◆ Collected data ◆
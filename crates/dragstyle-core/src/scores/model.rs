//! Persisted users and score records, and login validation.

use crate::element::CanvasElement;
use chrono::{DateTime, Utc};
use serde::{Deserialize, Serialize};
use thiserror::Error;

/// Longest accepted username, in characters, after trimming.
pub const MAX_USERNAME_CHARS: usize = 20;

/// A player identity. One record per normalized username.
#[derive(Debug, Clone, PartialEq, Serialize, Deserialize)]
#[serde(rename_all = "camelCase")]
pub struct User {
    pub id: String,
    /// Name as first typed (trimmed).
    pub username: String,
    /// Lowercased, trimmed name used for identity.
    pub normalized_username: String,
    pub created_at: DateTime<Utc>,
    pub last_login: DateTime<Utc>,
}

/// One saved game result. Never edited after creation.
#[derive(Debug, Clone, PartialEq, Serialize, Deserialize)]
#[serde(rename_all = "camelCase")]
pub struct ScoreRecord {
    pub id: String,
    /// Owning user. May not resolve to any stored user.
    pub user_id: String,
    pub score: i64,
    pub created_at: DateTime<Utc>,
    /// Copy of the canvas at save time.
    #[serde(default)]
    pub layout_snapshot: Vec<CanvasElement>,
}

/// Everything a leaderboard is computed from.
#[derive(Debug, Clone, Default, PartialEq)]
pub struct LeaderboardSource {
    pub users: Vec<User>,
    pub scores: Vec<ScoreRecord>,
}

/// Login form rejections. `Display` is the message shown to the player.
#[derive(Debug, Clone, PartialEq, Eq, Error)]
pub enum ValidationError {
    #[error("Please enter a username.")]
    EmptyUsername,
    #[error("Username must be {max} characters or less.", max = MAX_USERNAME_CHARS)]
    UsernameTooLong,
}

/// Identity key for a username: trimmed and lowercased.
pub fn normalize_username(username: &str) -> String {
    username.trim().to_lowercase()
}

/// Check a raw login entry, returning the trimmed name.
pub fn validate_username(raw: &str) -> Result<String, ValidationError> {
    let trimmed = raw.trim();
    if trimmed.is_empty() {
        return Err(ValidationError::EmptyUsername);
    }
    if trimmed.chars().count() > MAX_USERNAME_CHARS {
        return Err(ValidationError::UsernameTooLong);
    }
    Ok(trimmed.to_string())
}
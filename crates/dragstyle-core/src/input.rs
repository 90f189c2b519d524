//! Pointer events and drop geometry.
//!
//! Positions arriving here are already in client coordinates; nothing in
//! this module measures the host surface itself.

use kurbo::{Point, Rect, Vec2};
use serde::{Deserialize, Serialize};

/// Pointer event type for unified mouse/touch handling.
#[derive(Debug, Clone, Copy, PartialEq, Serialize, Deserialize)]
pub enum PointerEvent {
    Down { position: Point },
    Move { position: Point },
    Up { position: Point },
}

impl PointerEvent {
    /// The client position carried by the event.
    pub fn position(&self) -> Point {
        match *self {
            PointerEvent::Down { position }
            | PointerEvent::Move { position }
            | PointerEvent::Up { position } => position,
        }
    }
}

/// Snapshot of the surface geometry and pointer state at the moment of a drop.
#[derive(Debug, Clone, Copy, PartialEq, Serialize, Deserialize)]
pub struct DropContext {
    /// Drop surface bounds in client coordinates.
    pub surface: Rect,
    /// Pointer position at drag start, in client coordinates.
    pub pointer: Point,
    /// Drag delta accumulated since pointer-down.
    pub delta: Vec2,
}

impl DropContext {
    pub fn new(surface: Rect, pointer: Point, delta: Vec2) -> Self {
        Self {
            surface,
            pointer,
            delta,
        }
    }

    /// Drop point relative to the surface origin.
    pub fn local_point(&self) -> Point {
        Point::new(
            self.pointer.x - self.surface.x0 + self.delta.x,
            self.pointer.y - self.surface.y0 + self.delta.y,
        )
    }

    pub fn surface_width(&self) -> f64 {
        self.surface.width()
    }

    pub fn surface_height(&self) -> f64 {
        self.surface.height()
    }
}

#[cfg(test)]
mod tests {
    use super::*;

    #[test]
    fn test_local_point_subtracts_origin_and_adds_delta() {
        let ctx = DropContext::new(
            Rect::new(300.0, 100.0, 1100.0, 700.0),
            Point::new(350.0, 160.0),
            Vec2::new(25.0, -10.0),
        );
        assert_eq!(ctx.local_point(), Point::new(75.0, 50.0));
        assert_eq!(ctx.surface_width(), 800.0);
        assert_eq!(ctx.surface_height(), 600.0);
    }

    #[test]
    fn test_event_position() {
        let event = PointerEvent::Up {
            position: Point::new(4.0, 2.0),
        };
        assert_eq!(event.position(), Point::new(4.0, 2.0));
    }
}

◆ TASK DESCRIPTION ◆
Down to the last line, reproduce the entries above precisely.

◆ REPLY ◆
filename crates/dragstyle-core/src/scores/model.rs
//! Persisted users and score records, and login validation.

use crate::element::CanvasElement;
use chrono::{DateTime, Utc};
use serde::{Deserialize, Serialize};
use thiserror::Error;

/// Longest accepted username, in characters, after trimming.
pub const MAX_USERNAME_CHARS: usize = 20;

/// A player identity. One record per normalized username.
#[derive(Debug, Clone, PartialEq, Serialize, Deserialize)]
#[serde(rename_all = "camelCase")]
pub struct User {
    pub id: String,
    /// Name as first typed (trimmed).
    pub username: String,
    /// Lowercased, trimmed name used for identity.
    pub normalized_username: String,
    pub created_at: DateTime<Utc>,
    pub last_login: DateTime<Utc>,
}

/// One saved game result. Never edited after creation.
#[derive(Debug, Clone, PartialEq, Serialize, Deserialize)]
#[serde(rename_all = "camelCase")]
pub struct ScoreRecord {
    pub id: String,
    /// Owning user. May not resolve to any stored user.
    pub user_id: String,
    pub score: i64,
    pub created_at: DateTime<Utc>,
    /// Copy of the canvas at save time.
    #[serde(default)]
    pub layout_snapshot: Vec<CanvasElement>,
}

/// Everything a leaderboard is computed from.
#[derive(Debug, Clone, Default, PartialEq)]
pub struct LeaderboardSource {
    pub users: Vec<User>,
    pub scores: Vec<ScoreRecord>,
}

/// Login form rejections. `Display` is the message shown to the player.
#[derive(Debug, Clone, PartialEq, Eq, Error)]
pub enum ValidationError {
    #[error("Please enter a username.")]
    EmptyUsername,
    #[error("Username must be {max} characters or less.", max = MAX_USERNAME_CHARS)]
    UsernameTooLong,
}

/// Identity key for a username: trimmed and lowercased.
pub fn normalize_username(username: &str) -> String {
    username.trim().to_lowercase()
}

/// Check a raw login entry, returning the trimmed name.
pub fn validate_username(raw: &str) -> Result<String, ValidationError> {
    let trimmed = raw.trim();
    if trimmed.is_empty() {
        return Err(ValidationError::EmptyUsername);
    }
    if trimmed.chars().count() > MAX_USERNAME_CHARS {
        return Err(ValidationError::UsernameTooLong);
    }
    Ok(trimmed.to_string())
}
filename crates/dragstyle-core/src/input.rs
repository 90f189c2b519d524
//! Pointer events and drop geometry.
//!
//! Positions arriving here are already in client coordinates; nothing in
//! this module measures the host surface itself.

use kurbo::{Point, Rect, Vec2};
use serde::{Deserialize, Serialize};

/// Pointer event type for unified mouse/touch handling.
#[derive(Debug, Clone, Copy, PartialEq, Serialize, Deserialize)]
pub enum PointerEvent {
    Down { position: Point },
    Move { position: Point },
    Up { position: Point },
}

impl PointerEvent {
    /// The client position carried by the event.
    pub fn position(&self) -> Point {
        match *self {
            PointerEvent::Down { position }
            | PointerEvent::Move { position }
            | PointerEvent::Up { position } => position,
        }
    }
}

/// Snapshot of the surface geometry and pointer state at the moment of a drop.
#[derive(Debug, Clone, Copy, PartialEq, Serialize, Deserialize)]
pub struct DropContext {
    /// Drop surface bounds in client coordinates.
    pub surface: Rect,
    /// Pointer position at drag start, in client coordinates.
    pub pointer: Point,
    /// Drag delta accumulated since pointer-down.
    pub delta: Vec2,
}

impl DropContext {
    pub fn new(surface: Rect, pointer: Point, delta: Vec2) -> Self {
        Self {
            surface,
            pointer,
            delta,
        }
    }

    /// Drop point relative to the surface origin.
    pub fn local_point(&self) -> Point {
        Point::new(
            self.pointer.x - self.surface.x0 + self.delta.x,
            self.pointer.y - self.surface.y0 + self.delta.y,
        )
    }

    pub fn surface_width(&self) -> f64 {
        self.surface.width()
    }

    pub fn surface_height(&self) -> f64 {
        self.surface.height()
    }
}

#[cfg(test)]
mod tests {
    use super::*;

    #[test]
    fn test_local_point_subtracts_origin_and_adds_delta() {
        let ctx = DropContext::new(
            Rect::new(300.0, 100.0, 1100.0, 700.0),
            Point::new(350.0, 160.0),
            Vec2::new(25.0, -10.0),
        );
        assert_eq!(ctx.local_point(), Point::new(75.0, 50.0));
        assert_eq!(ctx.surface_width(), 800.0);
        assert_eq!(ctx.surface_height(), 600.0);
    }

    #[test]
    fn test_event_position() {
        let event = PointerEvent::Up {
            position: Point::new(4.0, 2.0),
        };
        assert_eq!(event.position(), Point::new(4.0, 2.0));
    }
}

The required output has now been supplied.